В самом начале, в завязке, - это обращение Ивана Васильевича к слушателям, к их опыту. И автор - один из слушателей - чем-то неудовлетворен. Чем же? Вслушаемся: «. человек не может сам по себе понять, что хорошо, что дурно, что все дело в среде». Это не констатация. Звучит явный укор: как же так, почему не может понять? Нет, он с этим не согласен. В воображаемый спор вступает Иван Васильевич. Рассказчик. Он уже понаслушался разговоров о том, что для личного совершенствования необходимо прежде всего изменить условия, среди которых живут люди. И все как будто согласны с этим. А он - не согласен. Вот что думает он: «.все дело в случае».
Завязка построена на антитезе. Отсюда - прямой путь к поиску верного, по мнению автора, ответа, на который он выводит своего героя. Но нет однозначного ответа на риторический по своей сути вопрос рефлексирующего неудачника любовной драмы. Все эти рапирные полемические выпады - «вот вы говорите.», все внешне глубокомысленные сентенции
«так вот какие бывают дела и отчего переменяется и направляется вся жизнь человека», и даже опустошающее душу разочарование - «а вы говорите.» - лишь этапы поиска, но самого ответа так и не последовало. Думай, читатель, и сам ищи. Иначе зачем же я тебе все это рассказываю?

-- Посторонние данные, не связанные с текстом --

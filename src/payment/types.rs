//! Types for the payment gateway endpoints and widget

use rust_decimal::Decimal;
use serde::{Deserialize, Serialize};
use serde_json::Value;

use crate::address::Address;
use crate::product::ProductLineItem;

/// Public gateway key and branding, served by the backend
#[derive(Debug, Clone, PartialEq, Eq, Serialize, Deserialize)]
pub struct GatewayConfig {
    /// Publishable key for the hosted widget
    #[serde(alias = "key_id", alias = "keyId")]
    pub key: String,

    #[serde(default)]
    pub name: String,

    #[serde(default)]
    pub description: String,

    /// Logo shown in the widget
    #[serde(default, alias = "logo")]
    pub image: Option<String>,
}

/// Purpose metadata attached to a gateway order
#[derive(Debug, Clone, PartialEq, Eq, Serialize, Deserialize)]
pub struct OrderNotes {
    pub order_type: String,
    pub customer_email: String,
}

/// Body of the create-order call
#[derive(Debug, Clone, PartialEq, Serialize, Deserialize)]
pub struct CreateOrderRequest {
    /// Amount in major currency units
    pub amount: Decimal,
    pub currency: String,
    pub receipt: String,
    pub notes: OrderNotes,
}

/// A gateway order minted by the backend for one payment attempt
#[derive(Debug, Clone, PartialEq, Serialize, Deserialize)]
pub struct GatewayOrder {
    pub id: String,

    /// Amount as the gateway expects it (usually minor units)
    pub amount: Decimal,

    pub currency: String,

    #[serde(default)]
    pub receipt: Option<String>,
}

/// Payload of the widget's success callback
#[derive(Debug, Clone, PartialEq, Eq, Serialize, Deserialize)]
pub struct GatewaySuccess {
    #[serde(alias = "razorpay_order_id")]
    pub gateway_order_id: String,

    #[serde(alias = "razorpay_payment_id")]
    pub gateway_payment_id: String,

    #[serde(alias = "razorpay_signature")]
    pub gateway_signature: String,
}

/// Order details sent along with a verification request
#[derive(Debug, Clone, PartialEq, Serialize, Deserialize)]
#[serde(rename_all = "camelCase")]
pub struct VerifyOrderData {
    pub order_number: String,
    pub customer_name: String,
    pub customer_email: String,
    pub customer_phone: String,
    pub products: Vec<ProductLineItem>,
    pub total_price: Decimal,
    pub address: Address,
}

/// Body of the verify call
#[derive(Debug, Clone, PartialEq, Serialize, Deserialize)]
pub struct VerifyPaymentRequest {
    pub gateway_order_id: String,
    pub gateway_payment_id: String,
    pub gateway_signature: String,
    #[serde(rename = "orderData")]
    pub order_data: VerifyOrderData,
}

/// Outcome of a verified payment, handed to the confirmation view
#[derive(Debug, Clone, PartialEq, Serialize, Deserialize)]
#[serde(rename_all = "camelCase")]
pub struct VerificationResult {
    pub order_number: String,
    pub gateway_order_id: String,
    pub gateway_payment_id: String,

    /// Whatever the backend returned as `data`
    pub details: Value,

    pub message: Option<String>,
}

/// Prefilled customer fields in the widget
#[derive(Debug, Clone, PartialEq, Eq, Serialize, Deserialize)]
pub struct CheckoutPrefill {
    pub name: String,
    pub email: String,
    pub contact: String,
}

#[derive(Debug, Clone, PartialEq, Eq, Serialize, Deserialize)]
pub struct CheckoutTheme {
    pub color: String,
}

/// Everything the hosted widget needs to open
#[derive(Debug, Clone, PartialEq, Serialize, Deserialize)]
pub struct CheckoutOptions {
    pub key: String,
    pub amount: Decimal,
    pub currency: String,
    pub name: String,
    pub description: String,
    pub image: Option<String>,
    pub order_id: String,
    pub prefill: CheckoutPrefill,
    pub notes: OrderNotes,
    pub theme: CheckoutTheme,
}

Многие исследователи и попали в эту расставленную Толстым ловушку, сделав ложный вывод: герой убежден в роли случая и отрицает влияние среды на свою жизнь. Он, а за ним скрывается автор, не видит правильного пути борьбы с тем злом, которое наблюдал, с тем ужасом, который «вошел» в него. Этот вывод стал почти хрестоматийным. И, смею утверждать, ошибочным.
1903 год, год написания рассказа. Преддверие революции 1905 года. Нравственно-философские взгляды Толстого остаются неизменными, но он уже начал движение к литературе нового века. К развитию новых художественных форм. К новым для него проблемам. Одна из них - личность и среда, их противостояние и взаимодействие - чисто эссеистическая, которую ему интересно решать в прозе малых форм. Так и зарождался рассказ «После бала». И в этом контексте, а также на фоне его страстной публицистики этих лет приведенный выше исход конфликта в душе героя уже не выглядит убедительным.

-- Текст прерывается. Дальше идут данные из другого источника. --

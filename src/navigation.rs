//! Screen-to-screen handoffs
//!
//! Screens never call each other. Each operation that leaves a screen returns
//! a [`Route`] and the host UI performs the navigation.

use serde::{Deserialize, Serialize};

use crate::order::OrderDraft;
use crate::payment::VerificationResult;

/// State carried from checkout into payment
#[derive(Debug, Clone, PartialEq, Serialize, Deserialize)]
#[serde(rename_all = "camelCase")]
pub struct PaymentHandoff {
    pub order_payload: OrderDraft,
}

/// State carried from payment into the confirmation view
#[derive(Debug, Clone, PartialEq, Serialize, Deserialize)]
#[serde(rename_all = "camelCase")]
pub struct ConfirmationHandoff {
    pub order_payload: OrderDraft,
    pub payment_data: VerificationResult,
}

/// Where the host UI should go next
#[derive(Debug, Clone, PartialEq)]
pub enum Route {
    /// Landing page
    Home,
    /// Previous screen in history
    Back,
    Payment(PaymentHandoff),
    Confirmation(ConfirmationHandoff),
}

/// Entry point of the confirmation view.
///
/// Without payment state there is nothing to confirm, so the view redirects
/// home.
pub fn enter_confirmation(state: Option<ConfirmationHandoff>) -> Result<ConfirmationHandoff, Route> {
    state.ok_or(Route::Home)
}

Динамика спора Ивана Васильевича со своими оппонентами упрятана в подтекст. Автор, не резонерствуя, скрытыми сигналами обозначает свое отношение к происшедшему, и это помогает предсказать его видение конфликта «человек - среда». Он заинтриговывает читателя затянутым началом, чтобы вовлечь в активную деятельность. Действительно, рассказ о самом бале мог бы начаться сразу после первой реплики Ивана Васильевича («Я вот про себя расскажу»). Однако герой «подогревает» слушателей, рассказывая о вещах, не имеющих прямого отношения к главной теме. Они разгадали его трюк («Каково Иван Васильевич расписывает!»), но, конечно же, еще не знают, зачем ему это понадобилось. Откровенно затянутая экспозиция обрывается неожиданным и сухим информативным сигналом: «То, что я хочу рассказать, было в сороковых годах».
Аудитория созрела выслушать что-то очень конкретное, что было бы непосредственно и сразу связано с заявленной темой, в которую вмешался Иван Васильевич. А он, сдвигая времена (время рассказа не совпадает со временем действия), приближая прошедшее к настоящему («Я до сих пор не могу простить это ему»), начинает неторопливо рассказывать о самом бале.
Воспоминания его объективны, все настолько прозрачно и просто, что, кажется, можно без ущерба для замысла поменять речевую форму рассказчика на повествование от третьего лица, от автора. Здесь рассказчик сливается со средой. Он живет только чувствами, смотрит на все и всех сквозь розовую пелену влюбленности. Понятие «среда» для него не существует.
Иная картина - рассказ о том, что случилось после бала. Рассказчик становится непосредственным наблюдателем события, и создается впечатление, будто он в этот момент видит и переживает экзекуцию. Говорит человек, желающий понять, что происходит («Что это они делают? - спросил я у кузнеца, остановившегося рядом со мной. - Татарина гоняют за побег, - сердито сказал кузнец, взглядывая в дальний конец рядов»). Так появляется «рассказчик-наблюдатель», субъективно оценивающий происходящее, и именно здесь начинает вызревать его конфликт с самим собой и с обществом.
Процессия приближается, и он все яснее видит, что происходит. Абстрактное «что- то страшное» оказалось «оголенным по пояс человеком». Иван Васильевич уже видит его «сморщенное от страдания лицо», видит, как наказываемый, «оскаливая белые зубы, повторял какие-то одни и те же слова». И находясь от него уже совсем близко, расслышал их: «Братцы, помилосердствуйте». Прием «узнавания» поддерживает эффект присутствия.